The pullback on Wall Street may partly have reflected profit taking, as some traders looked to cash in on recent strength in the markets.
The Dow and the S&P 500 reached record closing highs on Monday, with the Dow closing above 43,000 for the first time. The Nasdaq is also closing in on the record highs set in July.
A steep drop by shares of UnitedHealth (NYSE:UNH) weighed on the Dow, as the health insurance giant plunged by 8.1 percent.
The nosedive by UnitedHealth came after the company reported third quarter results that beat expectations but lowered the top end of its full-year earnings guidance.
Financial giant Citigroup (NYSE:C) also showed notable move to the downside despite reporting better than expected third quarter results.
Meanwhile, shares of Walgreens Boots Alliance (NASDAQ:WBA) skyrocketed by 15.8 percent after the drugstore chain reported fiscal fourth quarter results that exceeded estimates and announced plans to close roughly 1,200 stores over the next three years.

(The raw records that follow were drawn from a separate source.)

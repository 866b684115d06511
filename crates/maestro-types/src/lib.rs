//! Shared domain types for the Maestro orchestration platform.
//!
//! This crate holds the serde-derived types that every layer agrees on:
//! workflow definitions, execution lifecycle state, step records,
//! checkpoints, agent profiles, events, and configuration. It depends only
//! on serialization and id/time crates -- never on the runtime or on any
//! storage crate.

pub mod agent;
pub mod config;
pub mod error;
pub mod event;
pub mod workflow;
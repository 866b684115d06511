//! The orchestration lifecycle state machine.
//!
//! One `StateMachine` exclusively owns the lifecycle of one in-memory
//! execution: Idle -> Parsing -> Validating -> Executing -> terminal, with
//! Executing <-> Paused and cancel from any non-terminal state. Every
//! transition is validated against a single allowed-transition table.
//!
//! The machine is the unit of serialization for checkpoints: `snapshot()`
//! produces a versioned, pure-data `MachineSnapshot` with no transient
//! handles, and `from_snapshot` reconstructs an equivalent machine.

use chrono::{DateTime, Utc};
use maestro_types::workflow::{
    ExecutionFailure, ExecutionState, MachineSnapshot, SNAPSHOT_VERSION,
};
use thiserror::Error;

// ---------------------------------------------------------------------------
// Errors
// ---------------------------------------------------------------------------

/// A lifecycle operation requested against the wrong state.
#[derive(Debug, Clone, PartialEq, Eq, Error)]
pub enum StateTransitionError {
    #[error("invalid transition from {from:?} to {to:?}")]
    InvalidTransition {
        from: ExecutionState,
        to: ExecutionState,
    },

    #[error("execution is already terminal in state {state:?}")]
    Terminal { state: ExecutionState },

    #[error("unsupported machine snapshot version {0} (expected {SNAPSHOT_VERSION})")]
    SnapshotVersion(u32),
}

// ---------------------------------------------------------------------------
// StateMachine
// ---------------------------------------------------------------------------

/// Authoritative lifecycle state for one workflow execution.
#[derive(Debug, Clone, PartialEq, Eq)]
pub struct StateMachine {
    state: ExecutionState,
    error: Option<ExecutionFailure>,
    resume_count: u32,
    started_at: Option<DateTime<Utc>>,
    completed_at: Option<DateTime<Utc>>,
}

impl StateMachine {
    /// A fresh machine in `Idle`.
    pub fn new() -> Self {
        Self {
            state: ExecutionState::Idle,
            error: None,
            resume_count: 0,
            started_at: None,
            completed_at: None,
        }
    }

    /// Current lifecycle state.
    pub fn state(&self) -> ExecutionState {
        self.state
    }

    /// The recorded failure, if the machine failed.
    pub fn error(&self) -> Option<&ExecutionFailure> {
        self.error.as_ref()
    }

    /// How many times this execution has been resumed.
    pub fn resume_count(&self) -> u32 {
        self.resume_count
    }

    /// When the execution started, if it has.
    pub fn started_at(&self) -> Option<DateTime<Utc>> {
        self.started_at
    }

    /// When the execution reached a terminal state, if it has.
    pub fn completed_at(&self) -> Option<DateTime<Utc>> {
        self.completed_at
    }

    // -----------------------------------------------------------------------
    // Transitions
    // -----------------------------------------------------------------------

    /// Whether `from -> to` is a legal transition.
    pub fn allowed(from: ExecutionState, to: ExecutionState) -> bool {
        use ExecutionState::*;
        matches!(
            (from, to),
            (Idle, Parsing)
                | (Parsing, Validating)
                | (Parsing, Failed)
                | (Validating, Executing)
                | (Validating, Failed)
                | (Executing, Completed)
                | (Executing, Failed)
                | (Executing, Paused)
                | (Paused, Executing)
        ) || (to == Cancelled && !from.is_terminal())
    }

    fn transition_to(&mut self, to: ExecutionState) -> Result<(), StateTransitionError> {
        if self.state.is_terminal() {
            return Err(StateTransitionError::Terminal { state: self.state });
        }
        if !Self::allowed(self.state, to) {
            return Err(StateTransitionError::InvalidTransition {
                from: self.state,
                to,
            });
        }
        self.state = to;
        if to.is_terminal() {
            self.completed_at = Some(Utc::now());
        }
        Ok(())
    }

    /// Idle -> Parsing. Stamps the start time.
    pub fn start_parsing(&mut self) -> Result<(), StateTransitionError> {
        self.transition_to(ExecutionState::Parsing)?;
        self.started_at = Some(Utc::now());
        Ok(())
    }

    /// Parsing -> Validating.
    pub fn finish_parsing(&mut self) -> Result<(), StateTransitionError> {
        self.transition_to(ExecutionState::Validating)
    }

    /// Validating -> Executing.
    pub fn finish_validation(&mut self) -> Result<(), StateTransitionError> {
        self.transition_to(ExecutionState::Executing)
    }

    /// Executing -> Completed.
    pub fn complete(&mut self) -> Result<(), StateTransitionError> {
        self.transition_to(ExecutionState::Completed)
    }

    /// Parsing | Validating | Executing -> Failed, recording the failure.
    pub fn fail(&mut self, failure: ExecutionFailure) -> Result<(), StateTransitionError> {
        self.transition_to(ExecutionState::Failed)?;
        self.error = Some(failure);
        Ok(())
    }

    /// Executing -> Paused.
    pub fn pause(&mut self) -> Result<(), StateTransitionError> {
        self.transition_to(ExecutionState::Paused)
    }

    /// Resume into `Executing`, incrementing the resume counter.
    ///
    /// Accepted from `Paused` (explicit resume) and from `Executing` itself:
    /// a checkpoint written mid-flight snapshots the machine in `Executing`,
    /// so crash recovery restores an already-executing machine.
    pub fn resume(&mut self) -> Result<(), StateTransitionError> {
        match self.state {
            ExecutionState::Paused => {
                self.transition_to(ExecutionState::Executing)?;
            }
            ExecutionState::Executing => {}
            _ if self.state.is_terminal() => {
                return Err(StateTransitionError::Terminal { state: self.state });
            }
            _ => {
                return Err(StateTransitionError::InvalidTransition {
                    from: self.state,
                    to: ExecutionState::Executing,
                });
            }
        }
        self.resume_count += 1;
        Ok(())
    }

    /// Any non-terminal state -> Cancelled.
    pub fn cancel(&mut self) -> Result<(), StateTransitionError> {
        self.transition_to(ExecutionState::Cancelled)
    }

    // -----------------------------------------------------------------------
    // Serialization
    // -----------------------------------------------------------------------

    /// Pure serialization to a versioned snapshot.
    pub fn snapshot(&self) -> MachineSnapshot {
        MachineSnapshot {
            version: SNAPSHOT_VERSION,
            state: self.state,
            error: self.error.clone(),
            resume_count: self.resume_count,
            started_at: self.started_at,
            completed_at: self.completed_at,
        }
    }

    /// Reconstruct a machine from a snapshot, rejecting unknown versions.
    pub fn from_snapshot(snapshot: MachineSnapshot) -> Result<Self, StateTransitionError> {
        if snapshot.version != SNAPSHOT_VERSION {
            return Err(StateTransitionError::SnapshotVersion(snapshot.version));
        }
        Ok(Self {
            state: snapshot.state,
            error: snapshot.error,
            resume_count: snapshot.resume_count,
            started_at: snapshot.started_at,
            completed_at: snapshot.completed_at,
        })
    }
}

impl Default for StateMachine {
    fn default() -> Self {
        Self::new()
    }
}

// ---------------------------------------------------------------------------
// Tests
// ---------------------------------------------------------------------------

On the U.S. economic front, the Federal Reserve Bank of New York released a report showing regional manufacturing activity has returned to contraction in the month of October.
The New York Fed said its general business conditions index tumbled to a negative 11.9 in October from a positive 11.5 in September, with a negative reading indicating contraction. Economists had expected the index to decrease to a positive 2.3.
Despite the downturn in October, the New York Fed said optimism about the six-month outlook grew strongly, with the index for future business activity jumping to a multi-year high of 38.7 in October from 30.6 in September.
Semiconductor stocks moved sharply lower over the course of the session, dragging the Philadelphia Semiconductor Index down by 5.3 percent.
The sell-off by semiconductor stocks came as ASML CEO Christophe Fouquet said market segments other than AI are recovering more gradually than previously expected, leading to customer cautiousness.
A steep drop by the price of crude oil also contributed to substantial weakness among energy stocks, with the Philadelphia Oil Service Index and the NYSE Arca Oil Index both plunging by 3.8 percent.
Steel, healthcare and natural gas stocks also saw considerable weakness, while telecom stocks showed a strong move to the upside, resulting in a 1.8 percent jump by the NYSE Arca North American Telecom Index.
In overseas trading, stock markets across the Asia-Pacific region turned in another mixed performance on Tuesday. Japan’s Nikkei 225 Index climbed by 0.8 percent, while China’s Shanghai Composite Index tumbled by 2.5 percent and Hong Kong’s Hang Seng Index plunged by 3.7 percent.
Meanwhile, the major European markets all moved to the downside on the day. While the French CAC 40 Index slumped by 1.1 percent, the U.K.’s FTSE 100 Index fell by 0.5 percent and the German DAX Index edged down by 0.1 percent.
In the bond market, treasuries extended the modest rebound seen during last Friday’s session. As a result, the yield on the benchmark ten-year note, which moves opposite of its price, slid 6.0 basis points to 4.038 percent.
A report on import and export prices may attract attention on Wednesday along with the latest earnings news, with Morgan Stanley (NYSE:MS) among the companies due to report their quarterly results.